My confusion is this: when I went to speak to a rabbi about conversion, he discouraged
me from converting, saying that it is more serious than I think, and that I can live a
fulfilled life without becoming Jewish. I told him how excited I am about Judaism but he
still pushed me away.
What is going on? I am thirsty for Judaism and I am pushed away, while so many Jews are not
even open to learning more about their own religion!
There is a Jewish belief that Judaism is not just good for the Jewish soul, it's
natural for the Jewish soul. The soul feels at home when it says Hebrew prayers,
当它说希伯来人的祈祷时候,看到Shabbat 桌子, 或搭起 mezuzah心灵便感觉自在
experiences a Shabbat table, or puts up a mezuzah. These acts are what makes the Jewish
soul comfortable. A Jew has an innate affinity towards Judaism.
So why do so many Jews not seem interested in their religion? Because there is another
Jewish belief that every
energy has a counter-energy.

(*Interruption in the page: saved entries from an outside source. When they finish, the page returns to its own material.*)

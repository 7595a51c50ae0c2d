//! Parser infrastructure for EdgeQL.
//!
//! The parser consumes the lexed token stream and produces AST nodes with
//! full span propagation: every node's span is the union of its
//! constituents' spans. Three entry points mirror the public API: single
//! statement (bare expressions are promoted to `SELECT`), bare fragment,
//! and semicolon-separated block.

pub mod base;
mod ddl;
mod expr;
mod shape;
mod stmt;

use crate::ast::expr::Expr;
use crate::ast::stmt::{SelectQuery, Statement, WithEntry};
use crate::diag::{Diag, SourceFile, reports_from_diags};
use crate::lexer::{self, token::TokenKind};
use base::{ParseResult as InnerResult, TokenStream};
use miette::Report;
use smol_str::SmolStr;

/// Result of parsing a statement.
#[derive(Debug)]
pub struct ParseResult {
    /// The parsed statement, or `None` on failure.
    pub ast: Option<Statement>,
    /// Rendered diagnostics from lexing and parsing.
    pub diagnostics: Vec<Report>,
}

/// Result of parsing an expression fragment.
#[derive(Debug)]
pub struct FragmentResult {
    pub ast: Option<Expr>,
    pub diagnostics: Vec<Report>,
}

/// Result of parsing a statement block.
#[derive(Debug)]
pub struct BlockResult {
    pub ast: Option<Vec<Statement>>,
    pub diagnostics: Vec<Report>,
}

/// Internal recursive-descent parser; one instance per source unit.
pub(crate) struct QlParser<'a> {
    pub(crate) stream: TokenStream<'a>,
}

impl<'a> QlParser<'a> {
    pub(crate) fn new(tokens: &'a [lexer::token::Token]) -> Self {
        Self {
            stream: TokenStream::new(tokens),
        }
    }

    /// A single statement; bare expressions are wrapped into `SELECT`.
    fn parse_single(&mut self) -> InnerResult<Statement> {
        let stmt = if is_statement_start(&self.stream) {
            self.parse_statement()?
        } else {
            let expr = self.parse_expr()?;
            Statement::Select(SelectQuery::wrapping(expr))
        };

        self.expect_input_end()?;
        Ok(stmt)
    }

    fn parse_fragment_only(&mut self) -> InnerResult<Expr> {
        let expr = self.parse_expr()?;
        self.expect_input_end()?;
        Ok(expr)
    }

    fn expect_input_end(&mut self) -> InnerResult<()> {
        while self.stream.consume(&TokenKind::Semicolon) {}
        if !self.stream.at_eof() {
            return Err(self.stream.error_here(format!(
                "unexpected {} after the end of the statement",
                self.stream.current().kind
            )));
        }
        Ok(())
    }
}

fn is_statement_start(stream: &TokenStream<'_>) -> bool {
    matches!(
        stream.current().kind,
        TokenKind::With
            | TokenKind::Select
            | TokenKind::For
            | TokenKind::Group
            | TokenKind::Insert
            | TokenKind::Update
            | TokenKind::Delete
            | TokenKind::Set
            | TokenKind::Create
            | TokenKind::Alter
            | TokenKind::Drop
    )
}

fn run_parse<T>(
    source: &str,
    parse: impl FnOnce(&mut QlParser<'_>) -> InnerResult<T>,
) -> (Option<T>, Vec<Report>) {
    let lexed = lexer::tokenize(source);
    let mut diags: Vec<Diag> = lexed.diagnostics;

    let ast = if diags.is_empty() {
        let mut parser = QlParser::new(&lexed.tokens);
        match parse(&mut parser) {
            Ok(ast) => Some(ast),
            Err(diag) => {
                diags.push(*diag);
                None
            }
        }
    } else {
        None
    };

    let file = SourceFile::new(source);
    (ast, reports_from_diags(&diags, &file))
}

/// Parses a single statement. Bare expressions are promoted to
/// `SELECT expr`.
pub fn parse(source: &str) -> ParseResult {
    let (ast, diagnostics) = run_parse(source, |p| QlParser::parse_single(p));
    ParseResult { ast, diagnostics }
}

/// Parses a statement and merges programmatic module aliases into its WITH
/// block.
pub fn parse_with_aliases(
    source: &str,
    modaliases: &[(Option<SmolStr>, SmolStr)],
) -> ParseResult {
    let mut result = parse(source);

    if let Some(stmt) = result.ast.as_mut()
        && let Some(aliases) = stmt.aliases_mut()
    {
        for (alias, module) in modaliases {
            aliases.push(WithEntry::ModuleAlias {
                alias: alias.clone(),
                module: module.clone(),
                span: 0..0,
            });
        }
    }

    result
}

/// Parses a bare expression fragment.
pub fn parse_fragment(source: &str) -> FragmentResult {
    let (ast, diagnostics) = run_parse(source, |p| QlParser::parse_fragment_only(p));
    FragmentResult { ast, diagnostics }
}

/// Parses a semicolon-separated sequence of statements (DDL included).
pub fn parse_block(source: &str) -> BlockResult {
    let (ast, diagnostics) = run_parse(source, |p| p.parse_statement_block());
    BlockResult { ast, diagnostics }
}

/// Fragment parse for internal callers (computables, defaults) that keeps
/// the structured diagnostic.
pub(crate) fn parse_fragment_internal(source: &str) -> Result<Expr, Box<Diag>> {
    let lexed = lexer::tokenize(source);
    if let Some(diag) = lexed.diagnostics.into_iter().next() {
        return Err(Box::new(diag));
    }
    let mut parser = QlParser::new(&lexed.tokens);
    parser.parse_fragment_only()
}

/// Statement parse for internal callers (stored view bodies).
pub(crate) fn parse_statement_internal(source: &str) -> Result<Statement, Box<Diag>> {
    let lexed = lexer::tokenize(source);
    if let Some(diag) = lexed.diagnostics.into_iter().next() {
        return Err(Box::new(diag));
    }
    let mut parser = QlParser::new(&lexed.tokens);
    parser.parse_single()
}

#[cfg(test)]
mod tests {
    use super::*;
    use crate::ast::expr::{BinOpKind, Constant};

    #[test]
    fn bare_expression_is_wrapped_in_select() {
        let result = parse("40 + 2");
        assert!(result.diagnostics.is_empty());
        let Some(Statement::Select(q)) = result.ast else {
            panic!("expected a select statement");
        };
        assert!(matches!(
            q.result,
            Expr::BinOp {
                op: BinOpKind::Add,
                ..
            }
        ));
    }

    #[test]
    fn lexer_errors_stop_parsing() {
        let result = parse("SELECT ~");
        assert!(result.ast.is_none());
        assert!(!result.diagnostics.is_empty());
    }

    #[test]
    fn trailing_garbage_is_rejected() {
        let result = parse("SELECT 1 1");
        assert!(result.ast.is_none());
        assert!(!result.diagnostics.is_empty());
    }

    #[test]
    fn fragment_parses_expression_only() {
        let result = parse_fragment("1 + 2 * 3");
        let Some(Expr::BinOp { op, right, .. }) = result.ast else {
            panic!("expected binop");
        };
        assert_eq!(op, BinOpKind::Add);
        assert!(matches!(
            *right,
            Expr::BinOp {
                op: BinOpKind::Mul,
                ..
            }
        ));
    }

    #[test]
    fn block_splits_on_semicolons() {
        let result = parse_block("SELECT 1; SELECT 2;");
        let stmts = result.ast.expect("block should parse");
        assert_eq!(stmts.len(), 2);
    }

    #[test]
    fn module_aliases_are_merged() {
        let result = parse_with_aliases(
            "SELECT 1",
            &[(Some("m".into()), "my.module".into())],
        );
        let Some(Statement::Select(q)) = result.ast else {
            panic!("expected select");
        };
        assert_eq!(q.aliases.len(), 1);
    }

    #[test]
    fn constants_parse() {
        let result = parse_fragment("3.5");
        assert!(matches!(
            result.ast,
            Some(Expr::Constant(Constant::Float(v), _)) if (v - 3.5).abs() < f64::EPSILON
        ));
    }
}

If the Jewish soul is attracted to Judaism, there must be an
equal and opposite
force that drives the Jew away from Judaism. Materialism, cynicism, laziness, apathy -- all
these and more
conspire to drive the Jew away from connecting to his/her Jewishness. In fact, the more
powerful the Jewish soul, the more intense this resistance will be.

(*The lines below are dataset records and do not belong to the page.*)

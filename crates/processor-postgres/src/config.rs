use serde::{Deserialize, Serialize};

/// PostgreSQL configuration
///
/// Every field carries a serde default so a partially specified
/// environment section deserializes with the remaining fields filled in.
#[derive(Debug, Clone, Serialize, Deserialize)]
pub struct PostgresConfig {
    #[serde(default = "default_host")]
    pub host: String,

    #[serde(default = "default_port")]
    pub port: u16,

    #[serde(default = "default_database")]
    pub database: String,

    #[serde(default = "default_username")]
    pub username: String,

    #[serde(default = "default_password")]
    pub password: String,

    #[serde(default = "default_max_pool_size")]
    pub max_pool_size: usize,
}

fn default_host() -> String {
    "localhost".to_string()
}

fn default_port() -> u16 {
    5432
}

fn default_database() -> String {
    "task_db".to_string()
}

fn default_username() -> String {
    "admin".to_string()
}

fn default_password() -> String {
    "password123".to_string()
}

fn default_max_pool_size() -> usize {
    10
}

impl Default for PostgresConfig {
    fn default() -> Self {
        Self {
            host: default_host(),
            port: default_port(),
            database: default_database(),
            username: default_username(),
            password: default_password(),
            max_pool_size: default_max_pool_size(),
        }
    }
}

#[cfg(test)]
mod tests {
    use super::*;
    use serde_json::json;

    #[test]
    fn test_empty_section_deserializes_to_defaults() {
        let config: PostgresConfig = serde_json::from_value(json!({})).unwrap();
        assert_eq!(config.host, "localhost");
        assert_eq!(config.port, 5432);
        assert_eq!(config.database, "task_db");
        assert_eq!(config.max_pool_size, 10);
    }

    #[test]
    fn test_partial_section_fills_remaining_fields() {
        // Overriding one field must not make the others required
        let config: PostgresConfig =
            serde_json::from_value(json!({"host": "db.internal"})).unwrap();
        assert_eq!(config.host, "db.internal");
        assert_eq!(config.port, 5432);
        assert_eq!(config.username, "admin");
    }

    #[test]
    fn test_default_impl_matches_serde_defaults() {
        let from_serde: PostgresConfig = serde_json::from_value(json!({})).unwrap();
        let from_default = PostgresConfig::default();
        assert_eq!(from_serde.host, from_default.host);
        assert_eq!(from_serde.port, from_default.port);
        assert_eq!(from_serde.database, from_default.database);
        assert_eq!(from_serde.username, from_default.username);
        assert_eq!(from_serde.password, from_default.password);
        assert_eq!(from_serde.max_pool_size, from_default.max_pool_size);
    }
}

And it must be this way. Otherwise the spiritual life would be too easy -- a Jewish soul
would just naturally fall into Judaism. And G-d wants us to be challenged. When Jews engage
in Judaism, they are taking upon
themselves the life-long challenge to overcome these internal obstacles and find their
When a non-Jew approaches Judaism, it is a whole different story. He or she has no
"baggage," so he's open to
what Judaism has to say. He may be attracted, he may not be -- but he doesn't have the
emotional resistance that
a Jew does. This is why many non-Jews come to respect Judaism when they actually study it.
They are coming with an open heart, unlike the Jew who has an automatic resistance to
This is fine -- until the non-Jew considers conversion. He may feel that Judaism has a
depth and warmth that he seeks, he may feel good going to synagogue and celebrating
festivals, and this may lead him to think that it
would be so easy to just become Jewish and make it his spiritual home. But there is one
factor that he's not aware of.
Now it all seems so nice and comfortable because you're just visiting. It's not yours yet,
so you can look at it 现在的一切看上去很美好和舒适,那只是因为你只是一个来访的观看者.你还不
objectively and just enjoy it for what it is, without any resistance. But the minute you
become Jewish, everything changes. Conversion means not only you receive the Jewish soul,
but you also receive the Jewish
baggage that weighs you down and tries to hold you back from being an active Jew (again, in
order to retain balance and give you a challenge).
This is one reason why we push away converts. We set obstacles in their way so they can
taste what it's really like to be Jewish. So that it should be clear from the outset that a
Jewish life is not an easy one. There will
always be obstacles. The only difference is, before conversion the obstacles are from
without -- stubborn rabbis who tell you "don't bother with Judaism." After converting,
those same rabbis will welcome you with open arms,
and there will still be a voice telling you to not to bother -- but then it will be a voice
from within you.
If you can overcome the resistance set up by the rabbis, then you have a good chance of
being able to overcome the inner resistance that is the struggle of every Jew.